On Thu, Jul 8, 2010 at 7:05 AM, Jason Aubrey <aubre...@gmail.com> wrote:
> Hi All,
>
> I recently set up svn over http for a project I'm involved with. One
> user made the following complaints:
>
> (1) Some svn clients do not support the http protocol.  This
> is a common occurrence when a user builds svn from source.
>
> Because the svn transport svn:// is the standard,
> internal transport for svn, every svn client should
> support it.

Yup: if you don't have the HTTPD or Apache include files installed,
known as the "httpd-devel" package under RPM based Linux distributions
like RedHat and Fedora, you can't build the relevant software because
you lack the compilation tools. The "./configure" script detects this
and disables the relevant features.


> (2) When i attempted to download a single-file,
> svn complained that the file name was not a directory
> name and rejected the request.

You can't "check out" a single file, You can download it with the
"export" command, or a simple "wget".

> Is this true, that "some svn clients do not support http"?  This seems
> unlikely to me.

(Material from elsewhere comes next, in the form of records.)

use std::collections::HashSet;
use std::fmt;

use parking_lot::Mutex;
use serde::{Deserialize, Serialize};
use uuid::Uuid;

/// Handle for one outstanding "camera in use" request.
///
/// Returned by `start_running`; pass it back to `stop_running` to release the
/// camera. A token is live from the moment its start is processed until its
/// matching stop (or a session recreation) invalidates it.
#[derive(Debug, Clone, Copy, PartialEq, Eq, Hash, PartialOrd, Ord, Serialize, Deserialize)]
pub struct CapturerToken {
    id: Uuid,
}

impl CapturerToken {
    pub fn mint() -> Self {
        Self { id: Uuid::new_v4() }
    }

    pub fn id(&self) -> Uuid {
        self.id
    }
}

impl fmt::Display for CapturerToken {
    fn fmt(&self, f: &mut fmt::Formatter<'_>) -> fmt::Result {
        write!(f, "CapturerToken({})", self.id)
    }
}

/// Holds a token so that exactly one of several racing owners gets to stop it.
#[derive(Debug, Default)]
pub struct CapturerTokenProvider {
    token: Mutex<Option<CapturerToken>>,
}

impl CapturerTokenProvider {
    pub fn new(token: CapturerToken) -> Self {
        Self {
            token: Mutex::new(Some(token)),
        }
    }

    /// Replace the held token, returning the previous one if it was never taken.
    pub fn set(&self, token: CapturerToken) -> Option<CapturerToken> {
        self.token.lock().replace(token)
    }

    /// Take the token. Only the first caller receives it.
    pub fn get_token_and_invalidate(&self) -> Option<CapturerToken> {
        self.token.lock().take()
    }

    pub fn has_token(&self) -> bool {
        self.token.lock().is_some()
    }
}

/// Tokens that have been started and not yet stopped.
#[derive(Debug, Default)]
pub(crate) struct LiveTokens {
    tokens: HashSet<CapturerToken>,
}

impl LiveTokens {
    pub(crate) fn register(&mut self, token: CapturerToken) -> bool {
        self.tokens.insert(token)
    }

    /// Returns whether the token was live. A second invalidation of the same
    /// token returns false.
    pub(crate) fn invalidate(&mut self, token: &CapturerToken) -> bool {
        self.tokens.remove(token)
    }

    pub(crate) fn contains(&self, token: &CapturerToken) -> bool {
        self.tokens.contains(token)
    }

    pub(crate) fn clear(&mut self) -> usize {
        let count = self.tokens.len();
        self.tokens.clear();
        count
    }

    pub(crate) fn is_empty(&self) -> bool {
        self.tokens.is_empty()
    }

    pub(crate) fn len(&self) -> usize {
        self.tokens.len()
    }

    pub(crate) fn iter(&self) -> impl Iterator<Item = &CapturerToken> {
        self.tokens.iter()
    }
}
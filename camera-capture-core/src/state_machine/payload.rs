use std::sync::Arc;

use crate::models::config::ScanConfiguration;
use crate::models::error::CaptureError;
use crate::models::media::{CapturedImage, RecordingOptions};
use crate::models::session_info::VideoCaptureSessionInfo;
use crate::models::snapshot::CapturerState;
use crate::models::state::CaptureStateId;
use crate::queue::completion::Completion;

pub(crate) type StillImageCompletion = Completion<(Result<CapturedImage, CaptureError>, Arc<CapturerState>)>;

pub(crate) struct RecordingPayload {
    pub(crate) options: RecordingOptions,
    pub(crate) completion: Completion<Result<VideoCaptureSessionInfo, CaptureError>>,
}

pub(crate) struct ImagePayload {
    pub(crate) aspect_ratio: Option<f64>,
    pub(crate) capture_session_id: String,
    pub(crate) completion: StillImageCompletion,
}

pub(crate) struct ScanPayload {
    pub(crate) config: ScanConfiguration,
    pub(crate) completion: Completion<Result<(), CaptureError>>,
}

pub(crate) enum PayloadKind {
    Plain,
    Recording(RecordingPayload),
    Image(ImagePayload),
    Scanning(ScanPayload),
}

/// Data handed from the state requesting a transition to the entry hook of
/// the state it names.
///
/// Consumed exactly once. The constructors pin `to` for payloads that only
/// make sense on one edge.
pub(crate) struct TransitionPayload {
    from: CaptureStateId,
    to: CaptureStateId,
    pub(crate) kind: PayloadKind,
}

impl TransitionPayload {
    pub(crate) fn plain(from: CaptureStateId, to: CaptureStateId) -> Self {
        Self {
            from,
            to,
            kind: PayloadKind::Plain,
        }
    }

    pub(crate) fn recording(payload: RecordingPayload) -> Self {
        Self {
            from: CaptureStateId::Running,
            to: CaptureStateId::Recording,
            kind: PayloadKind::Recording(payload),
        }
    }

    pub(crate) fn image(payload: ImagePayload) -> Self {
        Self {
            from: CaptureStateId::Running,
            to: CaptureStateId::Image,
            kind: PayloadKind::Image(payload),
        }
    }

    pub(crate) fn image_while_recording(payload: ImagePayload) -> Self {
        Self {
            from: CaptureStateId::Recording,
            to: CaptureStateId::ImageWhileRecording,
            kind: PayloadKind::Image(payload),
        }
    }

    pub(crate) fn scanning(payload: ScanPayload) -> Self {
        Self {
            from: CaptureStateId::Running,
            to: CaptureStateId::Scanning,
            kind: PayloadKind::Scanning(payload),
        }
    }

    pub(crate) fn from(&self) -> CaptureStateId {
        self.from
    }

    pub(crate) fn to(&self) -> CaptureStateId {
        self.to
    }
}

#[cfg(test)]
mod tests {
    use super::*;

    #[test]
    fn constructors_pin_their_edge() {
        let payload = TransitionPayload::image(ImagePayload {
            aspect_ratio: None,
            capture_session_id: "s".into(),
            completion: Completion::noop(),
        });
        assert_eq!(payload.from(), CaptureStateId::Running);
        assert_eq!(payload.to(), CaptureStateId::Image);
        assert!(payload.from().can_transition_to(payload.to()));

        let payload = TransitionPayload::image_while_recording(ImagePayload {
            aspect_ratio: Some(1.0),
            capture_session_id: "s".into(),
            completion: Completion::noop(),
        });
        assert_eq!(payload.to(), CaptureStateId::ImageWhileRecording);
        assert!(payload.from().can_transition_to(payload.to()));
    }
}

And I found
> no examples when I searched google. I believe this user is on a Solaris
> machine.
>
> Also, should he be having trouble downloading a single file?  I can address
> this second issue
> with him - I primarily wanted to get the list's input on the first question.
>
> Thanks very much,
>
> Jason Aubrey
>

He's probably trying to check it out, not download it. Checkouts
create that ".svn" subdirectory, with its attached information about
the other contents of the directory.